(What you will do)
In the listing below, find the line with "jacobian[(4, i)] = z_i.y;" and the line with "#[cfg(test)]". Repeat those two lines and all lines between them exactly.
■ ■ ■ ■ ■ ■ ■
//! Damped Least Squares (Levenberg-Marquardt) IK solver.
//!
//! Iteratively solves for joint positions that place the end-effector
//! at a target pose, using the geometric Jacobian and DLS pseudoinverse.

use nalgebra::{DMatrix, DVector, Isometry3, UnitQuaternion, Vector3};

use linkpose_core::SolverSettings;

use crate::chain::KinematicChain;

/// What the solver should target.
#[derive(Debug, Clone)]
pub enum IkTarget {
    /// Target position only (3-DOF constraint).
    Position(Vector3<f32>),
    /// Target full pose: position + orientation (6-DOF constraint).
    Pose(Isometry3<f32>),
}

/// Configuration for the DLS solver.
#[derive(Debug, Clone)]
pub struct DlsConfig {
    /// Maximum solver iterations.
    pub max_iterations: u32,
    /// Position error tolerance (meters).
    pub position_tolerance: f32,
    /// Orientation error tolerance (radians).
    pub angle_tolerance: f32,
    /// Damping factor (lambda). Higher = more robust near singularities,
    /// but slower convergence.
    pub damping: f32,
    /// Clamp every iterate to the chain's joint limits.
    pub clamp_to_limits: bool,
}

impl Default for DlsConfig {
    fn default() -> Self {
        Self {
            max_iterations: 100,
            position_tolerance: 1e-4,
            angle_tolerance: 1e-3,
            damping: 0.01,
            clamp_to_limits: true,
        }
    }
}

impl From<&SolverSettings> for DlsConfig {
    fn from(settings: &SolverSettings) -> Self {
        Self {
            max_iterations: settings.max_iterations,
            position_tolerance: settings.position_tolerance,
            angle_tolerance: settings.angle_tolerance,
            damping: settings.damping,
            clamp_to_limits: true,
        }
    }
}

/// Per-joint `[lower, upper]` interval the iterates are projected onto.
pub type JointBounds = Vec<(f32, f32)>;

/// Result of an IK solve.
#[derive(Debug, Clone)]
pub struct IkResult {
    /// Solved joint positions.
    pub joint_positions: Vec<f32>,
    /// Whether the solver converged within tolerance.
    pub converged: bool,
    /// Number of iterations used.
    pub iterations: u32,
    /// Final position error (meters).
    pub position_error: f32,
    /// Final orientation error (radians). Zero if target is position-only.
    pub orientation_error: f32,
}

/// Damped Least Squares IK solver.
#[derive(Debug, Clone)]
pub struct DlsSolver {
    config: DlsConfig,
}

impl DlsSolver {
    /// Create a new solver with the given configuration.
    pub const fn new(config: DlsConfig) -> Self {
        Self { config }
    }

    /// Create a solver with default configuration.
    pub fn with_defaults() -> Self {
        Self::new(DlsConfig::default())
    }

    pub fn config(&self) -> &DlsConfig {
        &self.config
    }

    /// Solve IK for the given chain and target.
    ///
    /// `q_init` is the starting joint configuration (warm-start from current
    /// state). Iterates are clamped to the joint limits when
    /// [`DlsConfig::clamp_to_limits`] is set.
    pub fn solve(&self, chain: &KinematicChain, target: &IkTarget, q_init: &[f32]) -> IkResult {
        let bounds = if self.config.clamp_to_limits {
            chain
                .joints()
                .iter()
                .map(|j| (j.lower_limit, j.upper_limit))
                .collect()
        } else {
            vec![(f32::NEG_INFINITY, f32::INFINITY); chain.dof()]
        };
        self.solve_within(chain, target, q_init, &bounds)
    }

    /// Solve IK, projecting every iterate onto `bounds` instead of the
    /// chain's joint limits.
    ///
    /// # Panics
    ///
    /// Panics if `q_init` or `bounds` do not have one entry per joint.
    pub fn solve_within(
        &self,
        chain: &KinematicChain,
        target: &IkTarget,
        q_init: &[f32],
        bounds: &[(f32, f32)],
    ) -> IkResult {
        assert_eq!(q_init.len(), chain.dof());
        assert_eq!(bounds.len(), chain.dof());

        let mut q: Vec<f32> = q_init.to_vec();
        project(&mut q, bounds);

        for iteration in 0..self.config.max_iterations {
            let ee_pose = chain.forward_kinematics(&q);
            let (pos_err, ori_err, error_vec) = compute_error(&ee_pose, target);

            if self.is_converged(target, pos_err, ori_err) {
                return IkResult {
                    joint_positions: q,
                    converged: true,
                    iterations: iteration,
                    position_error: pos_err,
                    orientation_error: ori_err,
                };
            }

            let jacobian = compute_jacobian(chain, &q, target);
            let m = jacobian.nrows();

            // DLS: dq = J^T (J J^T + lambda^2 I)^{-1} * error
            let jjt = &jacobian * jacobian.transpose();
            let damped = jjt + DMatrix::identity(m, m) * (self.config.damping * self.config.damping);
            let Some(damped_inv) = damped.try_inverse() else {
                // Singular even with damping
                return IkResult {
                    joint_positions: q,
                    converged: false,
                    iterations: iteration,
                    position_error: pos_err,
                    orientation_error: ori_err,
                };
            };

            let dq = jacobian.transpose() * damped_inv * error_vec;
            for (value, step) in q.iter_mut().zip(dq.iter()) {
                *value += step;
            }
            project(&mut q, bounds);
        }

        let ee_pose = chain.forward_kinematics(&q);
        let (pos_err, ori_err, _) = compute_error(&ee_pose, target);

        IkResult {
            joint_positions: q,
            converged: self.is_converged(target, pos_err, ori_err),
            iterations: self.config.max_iterations,
            position_error: pos_err,
            orientation_error: ori_err,
        }
    }

    fn is_converged(&self, target: &IkTarget, pos_err: f32, ori_err: f32) -> bool {
        match target {
            IkTarget::Position(_) => pos_err < self.config.position_tolerance,
            IkTarget::Pose(_) => {
                pos_err < self.config.position_tolerance && ori_err < self.config.angle_tolerance
            }
        }
    }
}

fn project(q: &mut [f32], bounds: &[(f32, f32)]) {
    for (value, &(lower, upper)) in q.iter_mut().zip(bounds) {
        *value = value.clamp(lower, upper);
    }
}

/// Compute the error vector between current EE pose and target.
///
/// Returns (position_error_norm, orientation_error_norm, error_vector).
fn compute_error(ee_pose: &Isometry3<f32>, target: &IkTarget) -> (f32, f32, DVector<f32>) {
    match target {
        IkTarget::Position(target_pos) => {
            let pos_err = target_pos - ee_pose.translation.vector;
            let error = DVector::from_column_slice(&[pos_err.x, pos_err.y, pos_err.z]);
            (pos_err.norm(), 0.0, error)
        }
        IkTarget::Pose(target_pose) => {
            let pos_err = target_pose.translation.vector - ee_pose.translation.vector;

            // Orientation error as axis-angle
            let rot_err = target_pose.rotation * ee_pose.rotation.inverse();
            let ori_err_vec = orientation_error(&rot_err);

            let error = DVector::from_column_slice(&[
                pos_err.x, pos_err.y, pos_err.z,
                ori_err_vec.x, ori_err_vec.y, ori_err_vec.z,
            ]);
            (pos_err.norm(), ori_err_vec.norm(), error)
        }
    }
}

/// Extract orientation error as a 3-vector (axis * angle) from a unit quaternion.
fn orientation_error(q: &UnitQuaternion<f32>) -> Vector3<f32> {
    q.axis()
        .map_or_else(Vector3::zeros, |axis| axis.into_inner() * q.angle())
}

/// Compute the geometric Jacobian for the current configuration.
///
/// For position-only targets, returns a 3xN matrix.
/// For full-pose targets, returns a 6xN matrix (linear + angular rows).
fn compute_jacobian(chain: &KinematicChain, q: &[f32], target: &IkTarget) -> DMatrix<f32> {
    let n = chain.dof();
    let (origins, axes, ee_pos) = chain.joint_frames(q);

    let rows = match target {
        IkTarget::Position(_) => 3,
        IkTarget::Pose(_) => 6,
    };

    let mut jacobian = DMatrix::zeros(rows, n);

    for (i, joint) in chain.joints().iter().enumerate() {
        let z_i = &axes[i];
        let o_i = &origins[i];

        if joint.is_prismatic {
            jacobian[(0, i)] = z_i.x;
            jacobian[(1, i)] = z_i.y;
            jacobian[(2, i)] = z_i.z;
        } else {
            // Linear velocity: z_i x (ee_pos - o_i)
            let cross = z_i.cross(&(ee_pos - o_i));
            jacobian[(0, i)] = cross.x;
            jacobian[(1, i)] = cross.y;
            jacobian[(2, i)] = cross.z;

            if rows == 6 {
                jacobian[(3, i)] = z_i.x;
                jacobian[(4, i)] = z_i.y;
                jacobian[(5, i)] = z_i.z;
            }
        }
    }

    jacobian
}

// ---------------------------------------------------------------------------
// Tests
// ---------------------------------------------------------------------------

#[cfg(test)]
mod tests {
    use super::*;
    use crate::chain::ChainConfig;
    use approx::assert_relative_eq;

    const PLANAR_ARM: &str = r#"
        [[joints]]
        name = "j1"
        child = "l1"
        origin = { xyz = [0.0, 0.0, 0.1] }

        [[joints]]
        name = "j2"
        child = "l2"
        origin = { xyz = [0.3, 0.0, 0.0] }
        lower = -2.5
        upper = 2.5

        [[joints]]
        name = "j3"
        child = "l3"
        origin = { xyz = [0.25, 0.0, 0.0] }
        lower = -2.0
        upper = 0.4

        [end_effector]
        link = "tool"
        origin = { xyz = [0.1, 0.0, 0.0] }
    "#;

    const SIX_DOF_ARM: &str = r#"
        [[joints]]
        name = "j1_base_yaw"
        child = "shoulder_link"
        origin = { xyz = [0.0, 0.0, 0.05] }
        lower = -3.14159
        upper = 3.14159

        [[joints]]
        name = "j2_shoulder_pitch"
        child = "upper_arm"
        origin = { xyz = [0.0, 0.0, 0.2] }
        axis = [0.0, 1.0, 0.0]
        lower = -1.5708
        upper = 2.356

        [[joints]]
        name = "j3_elbow_pitch"
        child = "elbow_link"
        origin = { xyz = [0.0, 0.0, 0.3] }
        axis = [0.0, 1.0, 0.0]
        lower = -2.356
        upper = 2.356

        [[joints]]
        name = "j4_forearm_roll"
        child = "forearm"
        origin = { xyz = [0.0, 0.0, 0.1] }
        lower = -3.14159
        upper = 3.14159

        [[joints]]
        name = "j5_wrist_pitch"
        child = "wrist_link"
        origin = { xyz = [0.0, 0.0, 0.2] }
        axis = [0.0, 1.0, 0.0]
        lower = -2.094
        upper = 2.094

        [[joints]]
        name = "j6_wrist_roll"
        child = "end_effector"
        origin = { xyz = [0.0, 0.0, 0.06] }
        lower = -3.14159
        upper = 3.14159
    "#;

    fn chain(text: &str) -> KinematicChain {
        KinematicChain::from_config(&ChainConfig::from_toml_str(text).unwrap()).unwrap()
    }

    #[test]
    fn ik_roundtrip_planar_pose() {
        let chain = chain(PLANAR_ARM);
        let q_target = [0.3, 0.8, -0.4];
        let ee_target = chain.forward_kinematics(&q_target);

        let solver = DlsSolver::with_defaults();
        let result = solver.solve(&chain, &IkTarget::Pose(ee_target), &[0.2, 0.6, -0.2]);

        assert!(result.converged, "IK did not converge: pos_err={}", result.position_error);
        let ee_solved = chain.forward_kinematics(&result.joint_positions);
        assert_relative_eq!(
            ee_solved.translation.vector,
            ee_target.translation.vector,
            epsilon = 1e-3
        );
    }

    #[test]
    fn ik_six_dof_position() {
        let chain = chain(SIX_DOF_ARM);

        let target = IkTarget::Position(Vector3::new(0.3, 0.0, 0.5));
        let solver = DlsSolver::with_defaults();
        let result = solver.solve(&chain, &target, &[0.0; 6]);

        assert!(result.converged, "IK did not converge: pos_err={}", result.position_error);

        let ee = chain.forward_kinematics(&result.joint_positions);
        assert_relative_eq!(ee.translation.x, 0.3, epsilon = 1e-3);
        assert_relative_eq!(ee.translation.y, 0.0, epsilon = 1e-3);
        assert_relative_eq!(ee.translation.z, 0.5, epsilon = 1e-3);
    }

    #[test]
    fn ik_six_dof_full_pose_roundtrip() {
        let chain = chain(SIX_DOF_ARM);

        let q_target = [0.5, 0.3, -0.4, 0.2, 0.1, -0.3];
        let ee_target = chain.forward_kinematics(&q_target);

        let solver = DlsSolver::new(DlsConfig {
            max_iterations: 200,
            ..DlsConfig::default()
        });
        let result = solver.solve(&chain, &IkTarget::Pose(ee_target), &[0.0; 6]);

        assert!(result.converged, "IK did not converge: pos_err={}, ori_err={}",
            result.position_error, result.orientation_error);
        assert!(result.position_error < 1e-3);
        assert!(result.orientation_error < 1e-2);
    }

    #[test]
    fn ik_unreachable_target() {
        let chain = chain(PLANAR_ARM);

        // Reach of the arm is 0.65 m.
        let target = IkTarget::Position(Vector3::new(5.0, 5.0, 5.0));
        let solver = DlsSolver::new(DlsConfig {
            max_iterations: 50,
            ..DlsConfig::default()
        });
        let result = solver.solve(&chain, &target, &[0.0, 0.0, 0.0]);

        assert!(!result.converged);
        assert!(result.position_error > 1.0);
    }

    #[test]
    fn ik_warm_start() {
        let chain = chain(SIX_DOF_ARM);

        let target = IkTarget::Position(Vector3::new(0.2, 0.1, 0.6));
        let solver = DlsSolver::with_defaults();

        let cold = solver.solve(&chain, &target, &[0.0; 6]);
        assert!(cold.converged);

        let warm = solver.solve(&chain, &target, &cold.joint_positions);
        assert!(warm.converged);
        assert!(warm.iterations <= cold.iterations);
    }

    #[test]
    fn ik_respects_joint_limits() {
        let chain = chain(PLANAR_ARM);

        let target = IkTarget::Position(Vector3::new(0.2, 0.3, 0.1));
        let solver = DlsSolver::with_defaults();
        let result = solver.solve(&chain, &target, &[0.0, 0.0, 0.0]);

        assert!(chain.within_limits(&result.joint_positions, 1e-6));
    }

    #[test]
    fn solve_within_keeps_iterates_in_bounds() {
        let chain = chain(PLANAR_ARM);
        let ee_target = chain.forward_kinematics(&[0.3, 0.8, -0.4]);
        let solver = DlsSolver::new(DlsConfig {
            clamp_to_limits: false,
            ..DlsConfig::default()
        });
        let bounds = vec![
            (f32::NEG_INFINITY, f32::INFINITY),
            (f32::NEG_INFINITY, -1e-3),
            (f32::NEG_INFINITY, f32::INFINITY),
        ];
        let result = solver.solve_within(
            &chain,
            &IkTarget::Pose(ee_target),
            &[0.3, -0.8, -0.4],
            &bounds,
        );
        assert!(result.converged);
        assert!(result.joint_positions[1] < 0.0);
        // Mirror branch of the 0.3 / 0.8 / -0.4 pose.
        assert_relative_eq!(result.joint_positions[0], 1.0224, epsilon = 1e-2);
        assert_relative_eq!(result.joint_positions[2], 0.4776, epsilon = 1e-2);
    }

    #[test]
    fn config_from_solver_settings() {
        let settings = SolverSettings {
            max_iterations: 42,
            damping: 0.2,
            ..SolverSettings::default()
        };
        let config = DlsConfig::from(&settings);
        assert_eq!(config.max_iterations, 42);
        assert_relative_eq!(config.damping, 0.2);
        assert!(config.clamp_to_limits);
    }
}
■ ■ ■ ■ ■ ■ ■
(Response to this task)
                jacobian[(4, i)] = z_i.y;
                jacobian[(5, i)] = z_i.z;
            }
        }
    }

    jacobian
}

// ---------------------------------------------------------------------------
// Tests
// ---------------------------------------------------------------------------

#[cfg(test)]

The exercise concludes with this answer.